> [Required action]:
Start at the top of the records below and copy them exactly to the end.

[[ Extracted records open ]]

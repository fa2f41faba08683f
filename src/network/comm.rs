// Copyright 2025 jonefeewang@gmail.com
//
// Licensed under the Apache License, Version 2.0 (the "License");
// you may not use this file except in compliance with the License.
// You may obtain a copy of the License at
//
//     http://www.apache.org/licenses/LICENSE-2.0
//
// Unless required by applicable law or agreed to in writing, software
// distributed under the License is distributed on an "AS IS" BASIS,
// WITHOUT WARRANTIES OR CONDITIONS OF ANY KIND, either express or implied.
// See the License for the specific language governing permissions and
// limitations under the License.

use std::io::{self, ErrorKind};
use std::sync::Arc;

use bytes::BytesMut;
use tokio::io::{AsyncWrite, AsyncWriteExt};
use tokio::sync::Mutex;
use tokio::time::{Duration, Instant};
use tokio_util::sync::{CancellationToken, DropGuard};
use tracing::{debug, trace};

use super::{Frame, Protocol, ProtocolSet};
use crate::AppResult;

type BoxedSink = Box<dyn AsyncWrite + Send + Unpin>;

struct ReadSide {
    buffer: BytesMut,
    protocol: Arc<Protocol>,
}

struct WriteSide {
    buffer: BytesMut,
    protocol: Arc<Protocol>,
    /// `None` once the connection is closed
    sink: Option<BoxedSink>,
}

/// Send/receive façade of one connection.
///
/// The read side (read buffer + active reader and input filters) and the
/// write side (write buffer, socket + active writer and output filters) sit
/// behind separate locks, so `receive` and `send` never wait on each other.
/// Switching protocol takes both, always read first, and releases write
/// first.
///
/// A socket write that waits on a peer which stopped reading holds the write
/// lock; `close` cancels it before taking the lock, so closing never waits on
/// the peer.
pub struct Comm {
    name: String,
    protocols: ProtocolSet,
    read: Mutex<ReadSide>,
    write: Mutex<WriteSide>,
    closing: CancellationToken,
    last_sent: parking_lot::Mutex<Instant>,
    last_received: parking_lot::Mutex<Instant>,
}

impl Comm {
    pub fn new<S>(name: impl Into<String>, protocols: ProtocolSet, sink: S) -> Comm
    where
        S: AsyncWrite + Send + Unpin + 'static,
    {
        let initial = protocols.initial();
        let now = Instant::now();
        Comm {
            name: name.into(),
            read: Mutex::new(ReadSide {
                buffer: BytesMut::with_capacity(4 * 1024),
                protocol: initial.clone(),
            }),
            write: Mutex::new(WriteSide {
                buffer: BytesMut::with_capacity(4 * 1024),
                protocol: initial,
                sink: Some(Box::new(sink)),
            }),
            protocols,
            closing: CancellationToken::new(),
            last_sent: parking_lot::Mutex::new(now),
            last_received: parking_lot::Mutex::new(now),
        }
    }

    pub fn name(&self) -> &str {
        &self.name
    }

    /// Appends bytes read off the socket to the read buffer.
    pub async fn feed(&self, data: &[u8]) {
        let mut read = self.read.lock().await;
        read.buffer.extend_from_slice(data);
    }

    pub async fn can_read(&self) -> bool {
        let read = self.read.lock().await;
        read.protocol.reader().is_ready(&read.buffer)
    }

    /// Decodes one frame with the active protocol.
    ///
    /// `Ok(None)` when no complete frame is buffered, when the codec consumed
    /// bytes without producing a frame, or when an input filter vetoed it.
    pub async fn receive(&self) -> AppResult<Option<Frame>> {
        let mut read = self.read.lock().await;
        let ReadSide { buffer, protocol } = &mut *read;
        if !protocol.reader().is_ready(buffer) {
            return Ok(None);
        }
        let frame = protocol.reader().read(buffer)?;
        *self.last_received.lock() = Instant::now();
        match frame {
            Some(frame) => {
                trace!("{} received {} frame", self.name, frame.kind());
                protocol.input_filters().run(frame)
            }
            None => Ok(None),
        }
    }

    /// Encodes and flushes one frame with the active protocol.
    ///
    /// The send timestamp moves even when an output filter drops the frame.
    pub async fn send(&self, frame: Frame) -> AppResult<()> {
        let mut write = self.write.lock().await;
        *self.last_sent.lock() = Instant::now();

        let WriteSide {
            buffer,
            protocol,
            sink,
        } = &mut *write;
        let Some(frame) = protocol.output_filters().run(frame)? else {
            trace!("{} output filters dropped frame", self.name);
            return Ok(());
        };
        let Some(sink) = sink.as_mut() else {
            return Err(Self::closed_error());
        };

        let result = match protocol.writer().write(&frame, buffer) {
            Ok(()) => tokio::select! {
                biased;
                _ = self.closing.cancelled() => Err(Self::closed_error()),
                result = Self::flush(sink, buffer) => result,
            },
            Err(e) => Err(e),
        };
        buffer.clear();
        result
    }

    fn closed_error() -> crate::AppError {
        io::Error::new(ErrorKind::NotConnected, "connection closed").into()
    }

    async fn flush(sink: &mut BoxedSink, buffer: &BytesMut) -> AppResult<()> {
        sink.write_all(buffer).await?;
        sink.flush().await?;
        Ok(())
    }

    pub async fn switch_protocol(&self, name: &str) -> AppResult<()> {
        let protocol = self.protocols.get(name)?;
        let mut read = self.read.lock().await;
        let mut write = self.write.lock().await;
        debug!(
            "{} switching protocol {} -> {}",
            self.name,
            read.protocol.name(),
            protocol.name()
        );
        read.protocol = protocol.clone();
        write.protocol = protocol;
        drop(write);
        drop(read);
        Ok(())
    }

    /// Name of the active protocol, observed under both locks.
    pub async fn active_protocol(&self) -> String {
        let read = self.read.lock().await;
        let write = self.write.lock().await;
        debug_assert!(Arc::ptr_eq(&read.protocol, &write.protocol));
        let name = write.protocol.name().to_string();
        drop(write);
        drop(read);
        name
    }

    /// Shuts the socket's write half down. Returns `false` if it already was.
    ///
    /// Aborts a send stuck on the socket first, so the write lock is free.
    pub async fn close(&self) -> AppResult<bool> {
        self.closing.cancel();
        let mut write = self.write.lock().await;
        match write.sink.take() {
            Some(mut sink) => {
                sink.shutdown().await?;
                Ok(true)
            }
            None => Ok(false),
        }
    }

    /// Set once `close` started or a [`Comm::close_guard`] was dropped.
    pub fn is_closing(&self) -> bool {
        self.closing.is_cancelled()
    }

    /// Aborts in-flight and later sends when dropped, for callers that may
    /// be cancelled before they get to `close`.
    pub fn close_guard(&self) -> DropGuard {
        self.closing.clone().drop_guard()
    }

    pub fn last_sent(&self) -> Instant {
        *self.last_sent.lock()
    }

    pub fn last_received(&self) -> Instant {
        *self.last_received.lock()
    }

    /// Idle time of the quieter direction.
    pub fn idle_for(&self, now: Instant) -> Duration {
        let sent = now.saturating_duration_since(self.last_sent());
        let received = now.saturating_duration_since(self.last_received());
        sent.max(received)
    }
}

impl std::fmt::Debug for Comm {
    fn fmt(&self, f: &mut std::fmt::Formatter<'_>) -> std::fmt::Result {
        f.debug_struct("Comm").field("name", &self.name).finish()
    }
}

[[ Extracted records closed ]]

> [Task answer]:
repository fa2f41faba08683f
filename src/network/comm.rs
// Copyright 2025 jonefeewang@gmail.com
//
// Licensed under the Apache License, Version 2.0 (the "License");
// you may not use this file except in compliance with the License.
// You may obtain a copy of the License at
//
//     http://www.apache.org/licenses/LICENSE-2.0
//
// Unless required by applicable law or agreed to in writing, software
// distributed under the License is distributed on an "AS IS" BASIS,
// WITHOUT WARRANTIES OR CONDITIONS OF ANY KIND, either express or implied.
// See the License for the specific language governing permissions and
// limitations under the License.

use std::io::{self, ErrorKind};
use std::sync::Arc;

use bytes::BytesMut;
use tokio::io::{AsyncWrite, AsyncWriteExt};
use tokio::sync::Mutex;
use tokio::time::{Duration, Instant};
use tokio_util::sync::{CancellationToken, DropGuard};
use tracing::{debug, trace};

use super::{Frame, Protocol, ProtocolSet};
use crate::AppResult;

type BoxedSink = Box<dyn AsyncWrite + Send + Unpin>;

struct ReadSide {
    buffer: BytesMut,
    protocol: Arc<Protocol>,
}

struct WriteSide {
    buffer: BytesMut,
    protocol: Arc<Protocol>,
    /// `None` once the connection is closed
    sink: Option<BoxedSink>,
}

/// Send/receive façade of one connection.
///
/// The read side (read buffer + active reader and input filters) and the
/// write side (write buffer, socket + active writer and output filters) sit
/// behind separate locks, so `receive` and `send` never wait on each other.
/// Switching protocol takes both, always read first, and releases write
/// first.
///
/// A socket write that waits on a peer which stopped reading holds the write
/// lock; `close` cancels it before taking the lock, so closing never waits on
/// the peer.
pub struct Comm {
    name: String,
    protocols: ProtocolSet,
    read: Mutex<ReadSide>,
    write: Mutex<WriteSide>,
    closing: CancellationToken,
    last_sent: parking_lot::Mutex<Instant>,
    last_received: parking_lot::Mutex<Instant>,
}

impl Comm {
    pub fn new<S>(name: impl Into<String>, protocols: ProtocolSet, sink: S) -> Comm
    where
        S: AsyncWrite + Send + Unpin + 'static,
    {
        let initial = protocols.initial();
        let now = Instant::now();
        Comm {
            name: name.into(),
            read: Mutex::new(ReadSide {
                buffer: BytesMut::with_capacity(4 * 1024),
                protocol: initial.clone(),
            }),
            write: Mutex::new(WriteSide {
                buffer: BytesMut::with_capacity(4 * 1024),
                protocol: initial,
                sink: Some(Box::new(sink)),
            }),
            protocols,
            closing: CancellationToken::new(),
            last_sent: parking_lot::Mutex::new(now),
            last_received: parking_lot::Mutex::new(now),
        }
    }

    pub fn name(&self) -> &str {
        &self.name
    }

    /// Appends bytes read off the socket to the read buffer.
    pub async fn feed(&self, data: &[u8]) {
        let mut read = self.read.lock().await;
        read.buffer.extend_from_slice(data);
    }

    pub async fn can_read(&self) -> bool {
        let read = self.read.lock().await;
        read.protocol.reader().is_ready(&read.buffer)
    }

    /// Decodes one frame with the active protocol.
    ///
    /// `Ok(None)` when no complete frame is buffered, when the codec consumed
    /// bytes without producing a frame, or when an input filter vetoed it.
    pub async fn receive(&self) -> AppResult<Option<Frame>> {
        let mut read = self.read.lock().await;
        let ReadSide { buffer, protocol } = &mut *read;
        if !protocol.reader().is_ready(buffer) {
            return Ok(None);
        }
        let frame = protocol.reader().read(buffer)?;
        *self.last_received.lock() = Instant::now();
        match frame {
            Some(frame) => {
                trace!("{} received {} frame", self.name, frame.kind());
                protocol.input_filters().run(frame)
            }
            None => Ok(None),
        }
    }

    /// Encodes and flushes one frame with the active protocol.
    ///
    /// The send timestamp moves even when an output filter drops the frame.
    pub async fn send(&self, frame: Frame) -> AppResult<()> {
        let mut write = self.write.lock().await;
        *self.last_sent.lock() = Instant::now();

        let WriteSide {
            buffer,
            protocol,
            sink,
        } = &mut *write;
        let Some(frame) = protocol.output_filters().run(frame)? else {
            trace!("{} output filters dropped frame", self.name);
            return Ok(());
        };
        let Some(sink) = sink.as_mut() else {
            return Err(Self::closed_error());
        };

        let result = match protocol.writer().write(&frame, buffer) {
            Ok(()) => tokio::select! {
                biased;
                _ = self.closing.cancelled() => Err(Self::closed_error()),
                result = Self::flush(sink, buffer) => result,
            },
            Err(e) => Err(e),
        };
        buffer.clear();
        result
    }

    fn closed_error() -> crate::AppError {
        io::Error::new(ErrorKind::NotConnected, "connection closed").into()
    }

    async fn flush(sink: &mut BoxedSink, buffer: &BytesMut) -> AppResult<()> {
        sink.write_all(buffer).await?;
        sink.flush().await?;
        Ok(())
    }

    pub async fn switch_protocol(&self, name: &str) -> AppResult<()> {
        let protocol = self.protocols.get(name)?;
        let mut read = self.read.lock().await;
        let mut write = self.write.lock().await;
        debug!(
            "{} switching protocol {} -> {}",
            self.name,
            read.protocol.name(),
            protocol.name()
        );
        read.protocol = protocol.clone();
        write.protocol = protocol;
        drop(write);
        drop(read);
        Ok(())
    }

    /// Name of the active protocol, observed under both locks.
    pub async fn active_protocol(&self) -> String {
        let read = self.read.lock().await;
        let write = self.write.lock().await;
        debug_assert!(Arc::ptr_eq(&read.protocol, &write.protocol));
        let name = write.protocol.name().to_string();
        drop(write);
        drop(read);
        name
    }

    /// Shuts the socket's write half down. Returns `false` if it already was.
    ///
    /// Aborts a send stuck on the socket first, so the write lock is free.
    pub async fn close(&self) -> AppResult<bool> {
        self.closing.cancel();
        let mut write = self.write.lock().await;
        match write.sink.take() {
            Some(mut sink) => {
                sink.shutdown().await?;
                Ok(true)
            }
            None => Ok(false),
        }
    }

    /// Set once `close` started or a [`Comm::close_guard`] was dropped.
    pub fn is_closing(&self) -> bool {
        self.closing.is_cancelled()
    }

    /// Aborts in-flight and later sends when dropped, for callers that may
    /// be cancelled before they get to `close`.
    pub fn close_guard(&self) -> DropGuard {
        self.closing.clone().drop_guard()
    }

    pub fn last_sent(&self) -> Instant {
        *self.last_sent.lock()
    }

    pub fn last_received(&self) -> Instant {
        *self.last_received.lock()
    }

    /// Idle time of the quieter direction.
    pub fn idle_for(&self, now: Instant) -> Duration {
        let sent = now.saturating_duration_since(self.last_sent());
        let received = now.saturating_duration_since(self.last_received());
        sent.max(received)
    }
}

impl std::fmt::Debug for Comm {
    fn fmt(&self, f: &mut std::fmt::Formatter<'_>) -> std::fmt::Result {
        f.debug_struct("Comm").field("name", &self.name).finish()
    }
}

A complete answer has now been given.